## WHAT TO DO
Only the number should be given: how many lines below contain "UnknownGroup".

----

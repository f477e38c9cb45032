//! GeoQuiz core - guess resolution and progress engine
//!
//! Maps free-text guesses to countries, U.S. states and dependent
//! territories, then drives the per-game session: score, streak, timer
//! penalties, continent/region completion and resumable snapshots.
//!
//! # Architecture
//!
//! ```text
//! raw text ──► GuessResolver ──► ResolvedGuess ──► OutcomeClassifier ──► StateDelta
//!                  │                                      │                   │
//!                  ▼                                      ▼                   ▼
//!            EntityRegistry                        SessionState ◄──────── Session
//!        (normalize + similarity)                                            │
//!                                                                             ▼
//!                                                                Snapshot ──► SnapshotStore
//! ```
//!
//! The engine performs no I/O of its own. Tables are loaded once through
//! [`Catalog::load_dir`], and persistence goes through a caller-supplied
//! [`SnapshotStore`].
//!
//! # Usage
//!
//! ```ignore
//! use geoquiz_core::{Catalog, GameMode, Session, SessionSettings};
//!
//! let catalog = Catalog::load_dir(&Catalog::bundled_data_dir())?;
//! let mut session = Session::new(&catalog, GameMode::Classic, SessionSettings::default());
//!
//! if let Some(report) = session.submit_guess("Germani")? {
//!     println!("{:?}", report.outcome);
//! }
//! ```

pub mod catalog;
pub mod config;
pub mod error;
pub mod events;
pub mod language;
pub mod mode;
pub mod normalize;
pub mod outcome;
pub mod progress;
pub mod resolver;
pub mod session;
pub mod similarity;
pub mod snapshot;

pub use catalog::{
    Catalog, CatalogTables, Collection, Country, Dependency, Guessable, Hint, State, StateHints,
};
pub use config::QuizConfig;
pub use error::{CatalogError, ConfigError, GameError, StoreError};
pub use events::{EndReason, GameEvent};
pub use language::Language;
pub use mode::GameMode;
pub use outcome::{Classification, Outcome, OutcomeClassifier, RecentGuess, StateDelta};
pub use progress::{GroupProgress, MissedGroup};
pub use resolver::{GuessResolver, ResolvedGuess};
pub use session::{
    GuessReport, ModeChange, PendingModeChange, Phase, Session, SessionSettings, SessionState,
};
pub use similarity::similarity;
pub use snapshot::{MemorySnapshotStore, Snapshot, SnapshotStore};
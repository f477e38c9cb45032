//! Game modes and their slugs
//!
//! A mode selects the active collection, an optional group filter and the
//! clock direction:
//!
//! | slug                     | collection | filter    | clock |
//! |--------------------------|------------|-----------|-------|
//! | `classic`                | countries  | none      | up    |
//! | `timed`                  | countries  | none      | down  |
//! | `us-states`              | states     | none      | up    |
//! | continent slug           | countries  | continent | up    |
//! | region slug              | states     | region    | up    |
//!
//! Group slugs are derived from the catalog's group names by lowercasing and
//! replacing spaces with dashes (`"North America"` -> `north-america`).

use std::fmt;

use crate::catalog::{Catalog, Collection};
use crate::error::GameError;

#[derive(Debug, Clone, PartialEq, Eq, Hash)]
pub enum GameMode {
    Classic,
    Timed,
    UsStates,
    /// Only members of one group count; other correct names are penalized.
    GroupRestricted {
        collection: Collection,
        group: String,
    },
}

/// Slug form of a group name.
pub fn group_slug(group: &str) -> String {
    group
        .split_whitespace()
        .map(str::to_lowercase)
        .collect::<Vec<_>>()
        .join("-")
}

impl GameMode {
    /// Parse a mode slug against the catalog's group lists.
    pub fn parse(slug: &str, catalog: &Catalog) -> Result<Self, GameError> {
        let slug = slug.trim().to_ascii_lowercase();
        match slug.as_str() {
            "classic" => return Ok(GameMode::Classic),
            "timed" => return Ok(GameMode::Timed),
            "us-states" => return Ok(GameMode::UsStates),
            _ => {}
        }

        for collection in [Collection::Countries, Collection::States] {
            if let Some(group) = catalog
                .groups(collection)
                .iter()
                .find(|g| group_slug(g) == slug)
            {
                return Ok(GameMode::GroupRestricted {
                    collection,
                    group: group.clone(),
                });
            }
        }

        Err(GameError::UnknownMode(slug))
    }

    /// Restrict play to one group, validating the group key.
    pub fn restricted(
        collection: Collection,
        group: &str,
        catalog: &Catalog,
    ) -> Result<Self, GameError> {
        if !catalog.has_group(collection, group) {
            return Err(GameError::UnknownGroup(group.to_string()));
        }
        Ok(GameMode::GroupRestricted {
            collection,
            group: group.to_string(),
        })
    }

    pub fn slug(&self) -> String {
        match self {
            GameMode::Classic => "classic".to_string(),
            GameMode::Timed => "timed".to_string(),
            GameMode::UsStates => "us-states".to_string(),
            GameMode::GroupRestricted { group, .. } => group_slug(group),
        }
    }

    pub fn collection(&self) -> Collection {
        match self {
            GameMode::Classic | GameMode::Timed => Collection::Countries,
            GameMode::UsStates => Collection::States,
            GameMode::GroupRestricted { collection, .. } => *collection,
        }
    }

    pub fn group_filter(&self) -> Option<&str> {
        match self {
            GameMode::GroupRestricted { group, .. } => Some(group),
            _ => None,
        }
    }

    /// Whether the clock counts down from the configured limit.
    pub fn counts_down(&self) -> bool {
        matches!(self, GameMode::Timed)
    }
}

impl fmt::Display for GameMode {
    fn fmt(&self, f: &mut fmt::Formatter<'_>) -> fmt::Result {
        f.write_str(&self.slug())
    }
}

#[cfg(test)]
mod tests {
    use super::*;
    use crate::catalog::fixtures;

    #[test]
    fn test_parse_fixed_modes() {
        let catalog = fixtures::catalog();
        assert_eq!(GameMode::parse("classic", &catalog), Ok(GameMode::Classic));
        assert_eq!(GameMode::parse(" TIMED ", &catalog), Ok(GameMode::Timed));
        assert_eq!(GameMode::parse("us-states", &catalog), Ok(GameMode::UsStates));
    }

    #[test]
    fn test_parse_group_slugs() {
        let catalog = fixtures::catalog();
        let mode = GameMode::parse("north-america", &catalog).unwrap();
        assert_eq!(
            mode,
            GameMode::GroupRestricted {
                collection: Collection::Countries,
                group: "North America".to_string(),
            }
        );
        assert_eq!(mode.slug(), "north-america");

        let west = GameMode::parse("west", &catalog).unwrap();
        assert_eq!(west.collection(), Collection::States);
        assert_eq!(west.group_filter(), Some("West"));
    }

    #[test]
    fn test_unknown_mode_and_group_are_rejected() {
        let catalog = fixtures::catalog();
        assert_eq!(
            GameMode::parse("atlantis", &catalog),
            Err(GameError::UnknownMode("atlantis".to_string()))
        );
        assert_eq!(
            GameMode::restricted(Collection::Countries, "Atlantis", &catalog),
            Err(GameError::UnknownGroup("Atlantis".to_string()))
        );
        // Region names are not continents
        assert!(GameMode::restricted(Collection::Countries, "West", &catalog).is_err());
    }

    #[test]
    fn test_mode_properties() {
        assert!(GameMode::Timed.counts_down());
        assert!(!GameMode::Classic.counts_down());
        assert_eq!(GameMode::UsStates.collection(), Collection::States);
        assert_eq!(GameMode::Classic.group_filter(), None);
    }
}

----

## WRITTEN ANSWER
2